[Stored items]
[Start of Attachment]

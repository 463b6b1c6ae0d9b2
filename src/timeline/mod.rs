//! Daily timeline aggregation.
//!
//! A [`Timeline`] merges one-shot tasks, routines and calendar events for a
//! date into day sections, with each routine and event projected through
//! its resolved instance state.
//!
//! - [`TimelineAggregator`] - fans out to the sources and the instance store
//! - [`AssigneeFilter`] - all / unassigned / one user
//! - [`SectionBounds`] / [`DaySection`] - hour boundaries and buckets
//! - [`resolve_instances`] - tie-break between same-day and carried-over rows

pub mod aggregator;
pub mod filter;
pub mod resolve;
pub mod sections;

pub use aggregator::TimelineAggregator;
pub use filter::AssigneeFilter;
pub use resolve::{resolve_instances, Resolution};
pub use sections::{DaySection, SectionBounds};

use chrono::{Duration, NaiveDate, NaiveDateTime};
use serde::{Deserialize, Serialize};

use crate::model::{EntityId, EntityKind, InstanceId, InstanceStatus, TaskId, UserId};
use crate::sources::{CalendarEventRecord, RoutineRecord, TaskRecord};

// ============================================================================
// Timeline Item
// ============================================================================

/// Which source entity an item projects.
#[derive(Debug, Clone, PartialEq, Eq, Hash, Serialize, Deserialize)]
#[serde(tag = "kind", content = "id", rename_all = "snake_case")]
pub enum ItemRef {
    Task(TaskId),
    Routine(EntityId),
    CalendarEvent(EntityId),
}

impl ItemRef {
    /// Instance kind and id, for entities that track per-date instances.
    #[must_use]
    pub fn entity(&self) -> Option<(EntityKind, &EntityId)> {
        match self {
            ItemRef::Task(_) => None,
            ItemRef::Routine(id) => Some((EntityKind::Routine, id)),
            ItemRef::CalendarEvent(id) => Some((EntityKind::CalendarEvent, id)),
        }
    }
}

/// Ephemeral projection of a source entity plus its resolved state.
///
/// `start` and `end` are wall-clock times in the convention the source
/// stored them in.
#[derive(Debug, Clone, PartialEq, Serialize, Deserialize)]
pub struct TimelineItem {
    pub item: ItemRef,
    pub title: String,
    pub start: Option<NaiveDateTime>,
    pub end: Option<NaiveDateTime>,
    pub all_day: bool,
    pub status: InstanceStatus,
    pub instance_id: Option<InstanceId>,
    pub assignee: Option<UserId>,
    pub assignees: Vec<UserId>,
    /// Start replaced by a deferral target.
    pub time_overridden: bool,
    /// Deferred onto this date from an earlier one.
    pub carried_over: bool,
}

impl TimelineItem {
    #[must_use]
    pub fn from_task(task: &TaskRecord) -> Self {
        Self {
            item: ItemRef::Task(task.id.clone()),
            title: task.title.clone(),
            start: task.scheduled_for.start(),
            end: None,
            all_day: false,
            status: if task.completed {
                InstanceStatus::Completed
            } else {
                InstanceStatus::Pending
            },
            instance_id: None,
            assignee: task.assignee.clone(),
            assignees: task.assignees.clone(),
            time_overridden: false,
            carried_over: false,
        }
    }

    /// Project `routine` onto `date`.
    #[must_use]
    pub fn from_routine(routine: &RoutineRecord, date: NaiveDate) -> Self {
        let start = routine.time_of_day.map(|t| date.and_time(t));
        let end = start.zip(routine.duration_minutes).map(|(s, minutes)| {
            s + Duration::minutes(i64::from(minutes))
        });
        Self {
            item: ItemRef::Routine(routine.id.clone()),
            title: routine.name.clone(),
            start,
            end,
            all_day: false,
            status: InstanceStatus::Pending,
            instance_id: None,
            assignee: routine.assignee.clone(),
            assignees: routine.assignees.clone(),
            time_overridden: false,
            carried_over: false,
        }
    }

    #[must_use]
    pub fn from_event(event: &CalendarEventRecord) -> Self {
        Self {
            item: ItemRef::CalendarEvent(event.id.clone()),
            title: event.title.clone(),
            start: Some(event.start.naive_local()),
            end: event.end.map(|e| e.naive_local()),
            all_day: event.all_day,
            status: InstanceStatus::Pending,
            instance_id: None,
            assignee: None,
            assignees: Vec::new(),
            time_overridden: false,
            carried_over: false,
        }
    }

    /// Counts toward the day's total.
    #[must_use]
    pub fn is_actionable(&self) -> bool {
        !matches!(
            self.status,
            InstanceStatus::Skipped | InstanceStatus::Deferred
        )
    }

    #[must_use]
    pub fn is_completed(&self) -> bool {
        self.status == InstanceStatus::Completed
    }
}

// ============================================================================
// Timeline
// ============================================================================

/// Items in one day section, in display order.
#[derive(Debug, Clone, PartialEq, Serialize, Deserialize)]
pub struct TimelineSection {
    pub section: DaySection,
    pub items: Vec<TimelineItem>,
}

/// Aggregated view of one date.
#[derive(Debug, Clone, PartialEq, Serialize, Deserialize)]
pub struct Timeline {
    pub date: NaiveDate,
    /// Every [`DaySection`], in order, including empty ones.
    pub sections: Vec<TimelineSection>,
    pub completed: usize,
    pub total: usize,
}

impl Timeline {
    /// A timeline with no items.
    #[must_use]
    pub fn empty(date: NaiveDate) -> Self {
        Self::build(date, Vec::new(), &SectionBounds::default())
    }

    /// Bucket `items` and compute the completion counters.
    #[must_use]
    pub fn build(date: NaiveDate, items: Vec<TimelineItem>, bounds: &SectionBounds) -> Self {
        let completed = items.iter().filter(|i| i.is_completed()).count();
        let total = items.iter().filter(|i| i.is_actionable()).count();
        let sections = sections::bucket(items, bounds)
            .into_iter()
            .map(|(section, items)| TimelineSection { section, items })
            .collect();
        Self {
            date,
            sections,
            completed,
            total,
        }
    }

    /// Items in `section`.
    #[must_use]
    pub fn section(&self, section: DaySection) -> &[TimelineItem] {
        self.sections
            .iter()
            .find(|s| s.section == section)
            .map(|s| s.items.as_slice())
            .unwrap_or(&[])
    }

    pub fn items(&self) -> impl Iterator<Item = &TimelineItem> {
        self.sections.iter().flat_map(|s| s.items.iter())
    }

    /// Find the item projecting `item`.
    #[must_use]
    pub fn find(&self, item: &ItemRef) -> Option<&TimelineItem> {
        self.items().find(|i| &i.item == item)
    }

    #[must_use]
    pub fn len(&self) -> usize {
        self.sections.iter().map(|s| s.items.len()).sum()
    }

    #[must_use]
    pub fn is_empty(&self) -> bool {
        self.len() == 0
    }
}
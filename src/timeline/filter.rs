//! Assignee filtering.

use serde::{Deserialize, Serialize};
use std::fmt;
use std::str::FromStr;

use super::TimelineItem;
use crate::model::UserId;

/// Which items a timeline shows by assignee.
#[derive(Debug, Clone, PartialEq, Eq, Default, Serialize, Deserialize)]
#[serde(rename_all = "snake_case")]
pub enum AssigneeFilter {
    /// Everything.
    #[default]
    All,
    /// Items with neither a single assignee nor any multi-assignee.
    Unassigned,
    /// Items naming this user in either field.
    User(UserId),
}

fn present(id: &UserId) -> bool {
    !id.as_str().trim().is_empty()
}

impl AssigneeFilter {
    #[must_use]
    pub fn matches(&self, assignee: Option<&UserId>, assignees: &[UserId]) -> bool {
        match self {
            AssigneeFilter::All => true,
            AssigneeFilter::Unassigned => {
                assignee.map_or(true, |a| !present(a)) && !assignees.iter().any(present)
            }
            AssigneeFilter::User(user) => {
                assignee == Some(user) || assignees.iter().any(|a| a == user)
            }
        }
    }

    #[must_use]
    pub fn matches_item(&self, item: &TimelineItem) -> bool {
        self.matches(item.assignee.as_ref(), &item.assignees)
    }
}

impl fmt::Display for AssigneeFilter {
    fn fmt(&self, f: &mut fmt::Formatter<'_>) -> fmt::Result {
        match self {
            AssigneeFilter::All => f.write_str("all"),
            AssigneeFilter::Unassigned => f.write_str("unassigned"),
            AssigneeFilter::User(user) => write!(f, "{}", user),
        }
    }
}

impl FromStr for AssigneeFilter {
    type Err = String;

    fn from_str(s: &str) -> Result<Self, Self::Err> {
        match s.trim() {
            "" => Err("assignee filter cannot be empty".to_string()),
            "all" => Ok(AssigneeFilter::All),
            "unassigned" => Ok(AssigneeFilter::Unassigned),
            user => Ok(AssigneeFilter::User(UserId::new(user))),
        }
    }
}

#[cfg(test)]
mod tests {
    use super::*;

    fn u(id: &str) -> UserId {
        UserId::new(id)
    }

    #[test]
    fn test_all_matches_everything() {
        assert!(AssigneeFilter::All.matches(None, &[]));
        assert!(AssigneeFilter::All.matches(Some(&u("alice")), &[u("bob")]));
    }

    #[test]
    fn test_unassigned() {
        let f = AssigneeFilter::Unassigned;
        assert!(f.matches(None, &[]));
        assert!(f.matches(Some(&u("")), &[u("  ")]));
        assert!(!f.matches(Some(&u("alice")), &[]));
        assert!(!f.matches(None, &[u("bob")]));
    }

    #[test]
    fn test_specific_user_in_either_field() {
        let f = AssigneeFilter::User(u("alice"));
        assert!(f.matches(Some(&u("alice")), &[]));
        assert!(f.matches(None, &[u("bob"), u("alice")]));
        assert!(f.matches(Some(&u("bob")), &[u("alice")]));
        assert!(!f.matches(Some(&u("bob")), &[u("carol")]));
        assert!(!f.matches(None, &[]));
    }

    #[test]
    fn test_parse() {
        assert_eq!("all".parse::<AssigneeFilter>().unwrap(), AssigneeFilter::All);
        assert_eq!(
            " unassigned ".parse::<AssigneeFilter>().unwrap(),
            AssigneeFilter::Unassigned
        );
        assert_eq!(
            "alice".parse::<AssigneeFilter>().unwrap(),
            AssigneeFilter::User(u("alice"))
        );
        assert!("".parse::<AssigneeFilter>().is_err());
    }
}
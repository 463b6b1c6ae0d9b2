//! daybook - per-occurrence completion tracking and daily timelines
//!
//! Tracks what happened to each occurrence of a routine or calendar event on
//! a given date, lets users annotate and hand off occurrences, and merges
//! tasks, routines and events into one sectioned view of a day.
//!
//! # Architecture
//!
//! The crate is organized into several modules:
//!
//! - [`instances`] - Per-date instance store (done / undo / skip / defer / assign)
//! - [`delegation`] - Instance notes and coverage requests
//! - [`timeline`] - Daily aggregation, assignee filter and day sections
//! - [`store`] - Persistence backends (memory, SQLite)
//! - [`sources`] - Task, routine and calendar collaborator ports
//! - [`identity`] - Session and id generation
//! - [`config`] - Configuration loading and validation
//! - [`error`] - Custom error types and handling
//! - [`testing`] - Mock collaborators, fixtures and assertions
//!
//! # Example
//!
//! ```rust,ignore
//! use daybook::{AssigneeFilter, EntityKind, EntityId, InstanceStore, TimelineAggregator};
//!
//! let store = InstanceStore::new(backend, session, ids);
//! store.mark_done(EntityKind::Routine, &EntityId::new("stretch"), today).await;
//!
//! let aggregator = TimelineAggregator::new(store, tasks, routines, calendar);
//! let timeline = aggregator.timeline(today, &AssigneeFilter::All).await;
//! println!("{}/{} done", timeline.completed, timeline.total);
//! ```

pub mod config;
pub mod delegation;
pub mod error;
pub mod identity;
pub mod instances;
pub mod model;
pub mod sources;
pub mod store;
pub mod testing;
pub mod timeline;

// Re-export commonly used types
pub use error::{DaybookError, IntoDaybookError, LastError, Result};

pub use config::{DaybookConfig, StoreConfig, TimelineConfig};
pub use delegation::Delegation;
pub use identity::{
    IdGenerator, SequentialIdGenerator, SessionProvider, StaticSession, SwitchableSession,
    UuidGenerator,
};
pub use instances::InstanceStore;

pub use model::{
    ActionableInstance, CoverageRequest, CoverageRequestId, CoverageStatus, EntityId, EntityKind,
    InstanceId, InstanceKey, InstanceNote, InstanceStatus, NoteId, TaskId, UserId,
};

pub use sources::{
    CalendarEventRecord, CalendarSource, FileSources, RoutineRecord, RoutineSource, Schedule,
    TaskRecord, TaskSource,
};
pub use store::{MemoryBackend, SqliteBackend, StoreBackend};

pub use timeline::{
    AssigneeFilter, DaySection, ItemRef, SectionBounds, Timeline, TimelineAggregator,
    TimelineItem, TimelineSection,
};
//! Occurrence state types and transitions.
//!
//! - [`EntityKind`] - Which recurring source an occurrence belongs to
//! - [`InstanceStatus`] - Status of one occurrence on one date
//! - [`ActionableInstance`] - The persisted per-date record

use chrono::{DateTime, FixedOffset, NaiveDate, Utc};
use serde::{Deserialize, Serialize};
use std::fmt;
use std::str::FromStr;

use super::ids::{EntityId, InstanceId, UserId};

// ============================================================================
// Entity Kind
// ============================================================================

/// Kind of recurring entity an instance tracks.
///
/// One-shot tasks carry their own completion flag and never get instances.
#[derive(Debug, Clone, Copy, PartialEq, Eq, Hash, PartialOrd, Ord, Serialize, Deserialize)]
#[serde(rename_all = "snake_case")]
pub enum EntityKind {
    Routine,
    CalendarEvent,
}

impl EntityKind {
    #[must_use]
    pub fn as_str(&self) -> &'static str {
        match self {
            EntityKind::Routine => "routine",
            EntityKind::CalendarEvent => "calendar_event",
        }
    }
}

impl fmt::Display for EntityKind {
    fn fmt(&self, f: &mut fmt::Formatter<'_>) -> fmt::Result {
        f.write_str(self.as_str())
    }
}

impl FromStr for EntityKind {
    type Err = String;

    fn from_str(s: &str) -> Result<Self, Self::Err> {
        match s.trim().to_ascii_lowercase().as_str() {
            "routine" => Ok(EntityKind::Routine),
            "calendar_event" | "event" => Ok(EntityKind::CalendarEvent),
            other => Err(format!(
                "unknown entity kind '{}' (expected routine or calendar_event)",
                other
            )),
        }
    }
}

// ============================================================================
// Instance Status
// ============================================================================

/// Status of one occurrence.
///
/// # State Transitions
///
/// - `Pending` -> `Completed`: mark done
/// - `Completed` -> `Pending`: undo done
/// - `Pending` -> `Skipped`: skip
/// - `Pending` -> `Pending`: defer within the same day (time overridden)
/// - `Pending` -> `Deferred`: defer to another day
#[derive(Debug, Clone, Copy, PartialEq, Eq, Hash, Default, Serialize, Deserialize)]
#[serde(rename_all = "snake_case")]
pub enum InstanceStatus {
    #[default]
    Pending,
    Completed,
    Skipped,
    Deferred,
}

impl InstanceStatus {
    #[must_use]
    pub fn as_str(&self) -> &'static str {
        match self {
            InstanceStatus::Pending => "pending",
            InstanceStatus::Completed => "completed",
            InstanceStatus::Skipped => "skipped",
            InstanceStatus::Deferred => "deferred",
        }
    }

    /// Terminal for the instance's own date.
    #[must_use]
    pub fn is_terminal(&self) -> bool {
        !matches!(self, InstanceStatus::Pending)
    }
}

impl fmt::Display for InstanceStatus {
    fn fmt(&self, f: &mut fmt::Formatter<'_>) -> fmt::Result {
        f.write_str(self.as_str())
    }
}

impl FromStr for InstanceStatus {
    type Err = String;

    fn from_str(s: &str) -> Result<Self, Self::Err> {
        match s {
            "pending" => Ok(InstanceStatus::Pending),
            "completed" => Ok(InstanceStatus::Completed),
            "skipped" => Ok(InstanceStatus::Skipped),
            "deferred" => Ok(InstanceStatus::Deferred),
            other => Err(format!("unknown instance status '{}'", other)),
        }
    }
}

// ============================================================================
// Instance Key
// ============================================================================

/// Logical identity of an occurrence, minus the owning user.
#[derive(Debug, Clone, PartialEq, Eq, Hash, Serialize, Deserialize)]
pub struct InstanceKey {
    pub kind: EntityKind,
    pub entity_id: EntityId,
    pub date: NaiveDate,
}

impl InstanceKey {
    pub fn new(kind: EntityKind, entity_id: &EntityId, date: NaiveDate) -> Self {
        Self {
            kind,
            entity_id: entity_id.clone(),
            date,
        }
    }
}

impl fmt::Display for InstanceKey {
    fn fmt(&self, f: &mut fmt::Formatter<'_>) -> fmt::Result {
        write!(f, "{}:{}@{}", self.kind, self.entity_id, self.date)
    }
}

// ============================================================================
// Actionable Instance
// ============================================================================

/// Status of one occurrence of a routine or calendar event on one date.
///
/// Created lazily with status `Pending` on first interaction and only
/// mutated by explicit user actions.
#[derive(Debug, Clone, PartialEq, Serialize, Deserialize)]
pub struct ActionableInstance {
    pub id: InstanceId,
    pub user_id: UserId,
    pub kind: EntityKind,
    pub entity_id: EntityId,
    pub date: NaiveDate,
    pub status: InstanceStatus,
    /// Assignee for this occurrence only.
    pub assignee_override: Option<UserId>,
    /// Target of a deferral, or a same-day time shift while still pending.
    pub deferred_to: Option<DateTime<FixedOffset>>,
    pub completed_at: Option<DateTime<Utc>>,
    pub skipped_at: Option<DateTime<Utc>>,
    pub created_at: DateTime<Utc>,
    pub updated_at: DateTime<Utc>,
}

impl ActionableInstance {
    /// Build a fresh pending instance for `key`.
    #[must_use]
    pub fn pending(id: InstanceId, user_id: UserId, key: InstanceKey, now: DateTime<Utc>) -> Self {
        Self {
            id,
            user_id,
            kind: key.kind,
            entity_id: key.entity_id,
            date: key.date,
            status: InstanceStatus::Pending,
            assignee_override: None,
            deferred_to: None,
            completed_at: None,
            skipped_at: None,
            created_at: now,
            updated_at: now,
        }
    }

    #[must_use]
    pub fn key(&self) -> InstanceKey {
        InstanceKey::new(self.kind, &self.entity_id, self.date)
    }

    pub fn mark_done(&mut self, now: DateTime<Utc>) {
        self.status = InstanceStatus::Completed;
        self.completed_at = Some(now);
        self.skipped_at = None;
        self.updated_at = now;
    }

    pub fn undo_done(&mut self, now: DateTime<Utc>) {
        self.status = InstanceStatus::Pending;
        self.completed_at = None;
        self.skipped_at = None;
        self.updated_at = now;
    }

    pub fn skip(&mut self, now: DateTime<Utc>) {
        self.status = InstanceStatus::Skipped;
        self.skipped_at = Some(now);
        self.completed_at = None;
        self.updated_at = now;
    }

    /// Defer to `target`.
    ///
    /// A target on the instance's own date only shifts the time and keeps
    /// the occurrence pending; any other date moves it away.
    pub fn defer(&mut self, target: DateTime<FixedOffset>, now: DateTime<Utc>) {
        self.status = if target.date_naive() == self.date {
            InstanceStatus::Pending
        } else {
            InstanceStatus::Deferred
        };
        self.deferred_to = Some(target);
        self.completed_at = None;
        self.skipped_at = None;
        self.updated_at = now;
    }

    pub fn assign(&mut self, assignee: Option<UserId>, now: DateTime<Utc>) {
        self.assignee_override = assignee;
        self.updated_at = now;
    }

    /// Calendar date of the deferral target, read in the offset it was stored with.
    #[must_use]
    pub fn deferred_date(&self) -> Option<NaiveDate> {
        self.deferred_to.map(|t| t.date_naive())
    }

    /// Whether this instance was deferred onto `date` from another day.
    #[must_use]
    pub fn lands_on(&self, date: NaiveDate) -> bool {
        self.status == InstanceStatus::Deferred
            && self.date != date
            && self.deferred_date() == Some(date)
    }
}

#[cfg(test)]
mod tests {
    use super::*;
    use chrono::TimeZone;
    use uuid::Uuid;

    fn date(s: &str) -> NaiveDate {
        s.parse().unwrap()
    }

    fn instance(on: &str) -> ActionableInstance {
        ActionableInstance::pending(
            InstanceId::from_uuid(Uuid::from_u128(1)),
            UserId::new("alice"),
            InstanceKey::new(EntityKind::Routine, &EntityId::new("stretch"), date(on)),
            Utc::now(),
        )
    }

    fn at(offset_hours: i32, y: i32, m: u32, d: u32, h: u32) -> DateTime<FixedOffset> {
        FixedOffset::east_opt(offset_hours * 3600)
            .unwrap()
            .with_ymd_and_hms(y, m, d, h, 0, 0)
            .unwrap()
    }

    #[test]
    fn test_kind_parse() {
        assert_eq!("routine".parse::<EntityKind>().unwrap(), EntityKind::Routine);
        assert_eq!("event".parse::<EntityKind>().unwrap(), EntityKind::CalendarEvent);
        assert_eq!(
            "Calendar_Event".parse::<EntityKind>().unwrap(),
            EntityKind::CalendarEvent
        );
        assert!("task".parse::<EntityKind>().is_err());
    }

    #[test]
    fn test_kind_serializes_snake_case() {
        assert_eq!(
            serde_json::to_string(&EntityKind::CalendarEvent).unwrap(),
            "\"calendar_event\""
        );
    }

    #[test]
    fn test_done_and_undo() {
        let mut inst = instance("2024-01-15");
        inst.mark_done(Utc::now());
        assert_eq!(inst.status, InstanceStatus::Completed);
        assert!(inst.completed_at.is_some());

        inst.undo_done(Utc::now());
        assert_eq!(inst.status, InstanceStatus::Pending);
        assert!(inst.completed_at.is_none());
    }

    #[test]
    fn test_transitions_clear_other_terminal_time() {
        let mut inst = instance("2024-01-15");
        inst.mark_done(Utc::now());
        inst.skip(Utc::now());
        assert_eq!(inst.status, InstanceStatus::Skipped);
        assert!(inst.completed_at.is_none());
        assert!(inst.skipped_at.is_some());

        inst.mark_done(Utc::now());
        assert!(inst.completed_at.is_some());
        assert!(inst.skipped_at.is_none());

        inst.defer(at(0, 2024, 1, 16, 9), Utc::now());
        assert_eq!(inst.status, InstanceStatus::Deferred);
        assert!(inst.completed_at.is_none());
        assert!(inst.skipped_at.is_none());
    }

    #[test]
    fn test_defer_same_day_stays_pending() {
        let mut inst = instance("2024-01-15");
        let target = at(0, 2024, 1, 15, 18);
        inst.defer(target, Utc::now());
        assert_eq!(inst.status, InstanceStatus::Pending);
        assert_eq!(inst.deferred_to, Some(target));
    }

    #[test]
    fn test_defer_other_day_is_deferred() {
        let mut inst = instance("2024-01-15");
        let target = at(0, 2024, 1, 16, 9);
        inst.defer(target, Utc::now());
        assert_eq!(inst.status, InstanceStatus::Deferred);
        assert!(inst.lands_on(date("2024-01-16")));
        assert!(!inst.lands_on(date("2024-01-15")));
    }

    #[test]
    fn test_deferred_date_uses_stored_offset() {
        // 08:30 at +09:00 is 23:30 on the 14th in UTC.
        let mut inst = instance("2024-01-14");
        let target = FixedOffset::east_opt(9 * 3600)
            .unwrap()
            .with_ymd_and_hms(2024, 1, 15, 8, 30, 0)
            .unwrap();
        assert_eq!(target.with_timezone(&Utc).date_naive(), date("2024-01-14"));
        inst.defer(target, Utc::now());
        assert_eq!(inst.deferred_date(), Some(date("2024-01-15")));
    }

    #[test]
    fn test_terminal_statuses() {
        assert!(!InstanceStatus::Pending.is_terminal());
        assert!(InstanceStatus::Completed.is_terminal());
        assert!(InstanceStatus::Skipped.is_terminal());
        assert!(InstanceStatus::Deferred.is_terminal());
    }
}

[End of Attachment]

* **Goal of the exercise**
Once you have read the entries above, state how many of their lines include "testing", giving the number alone.

* **Exercise answer**
2